Stored data entries:
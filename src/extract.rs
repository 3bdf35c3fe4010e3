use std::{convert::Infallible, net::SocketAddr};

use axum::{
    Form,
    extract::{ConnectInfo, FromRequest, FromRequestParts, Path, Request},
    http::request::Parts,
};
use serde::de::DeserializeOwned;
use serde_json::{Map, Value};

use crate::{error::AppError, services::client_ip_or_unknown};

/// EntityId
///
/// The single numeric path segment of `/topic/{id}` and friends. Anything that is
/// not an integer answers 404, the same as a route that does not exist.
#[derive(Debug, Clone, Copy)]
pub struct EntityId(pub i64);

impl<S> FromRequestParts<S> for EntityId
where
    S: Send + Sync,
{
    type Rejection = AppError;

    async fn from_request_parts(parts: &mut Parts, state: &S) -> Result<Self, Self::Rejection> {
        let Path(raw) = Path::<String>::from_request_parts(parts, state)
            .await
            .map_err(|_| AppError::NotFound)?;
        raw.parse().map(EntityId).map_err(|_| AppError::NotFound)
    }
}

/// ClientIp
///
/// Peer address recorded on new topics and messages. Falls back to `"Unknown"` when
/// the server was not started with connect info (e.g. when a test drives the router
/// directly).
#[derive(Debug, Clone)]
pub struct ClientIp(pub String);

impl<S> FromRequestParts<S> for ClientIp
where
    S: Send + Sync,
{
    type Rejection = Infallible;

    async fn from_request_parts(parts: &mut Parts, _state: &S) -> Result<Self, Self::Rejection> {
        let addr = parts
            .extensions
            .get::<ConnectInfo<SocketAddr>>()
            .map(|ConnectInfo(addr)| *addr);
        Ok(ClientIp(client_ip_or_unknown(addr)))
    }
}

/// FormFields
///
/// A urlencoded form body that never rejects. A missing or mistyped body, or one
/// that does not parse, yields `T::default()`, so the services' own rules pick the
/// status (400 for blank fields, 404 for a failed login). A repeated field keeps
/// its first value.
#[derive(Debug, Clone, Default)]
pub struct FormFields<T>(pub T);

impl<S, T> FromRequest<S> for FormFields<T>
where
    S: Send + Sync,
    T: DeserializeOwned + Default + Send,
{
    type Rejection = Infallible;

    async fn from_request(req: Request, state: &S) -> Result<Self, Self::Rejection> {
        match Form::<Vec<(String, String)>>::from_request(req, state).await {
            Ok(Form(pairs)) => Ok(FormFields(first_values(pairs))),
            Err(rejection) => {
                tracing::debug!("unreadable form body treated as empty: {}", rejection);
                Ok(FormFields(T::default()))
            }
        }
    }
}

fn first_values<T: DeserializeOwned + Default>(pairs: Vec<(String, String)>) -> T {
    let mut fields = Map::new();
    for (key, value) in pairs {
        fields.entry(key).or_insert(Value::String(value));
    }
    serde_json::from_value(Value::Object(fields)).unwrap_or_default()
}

● Task requirements: If a line in the records contains the word "String", copy it out.

● Task solution:
        let Path(raw) = Path::<String>::from_request_parts(parts, state)
pub struct ClientIp(pub String);
        match Form::<Vec<(String, String)>>::from_request(req, state).await {
fn first_values<T: DeserializeOwned + Default>(pairs: Vec<(String, String)>) -> T {
        fields.entry(key).or_insert(Value::String(value));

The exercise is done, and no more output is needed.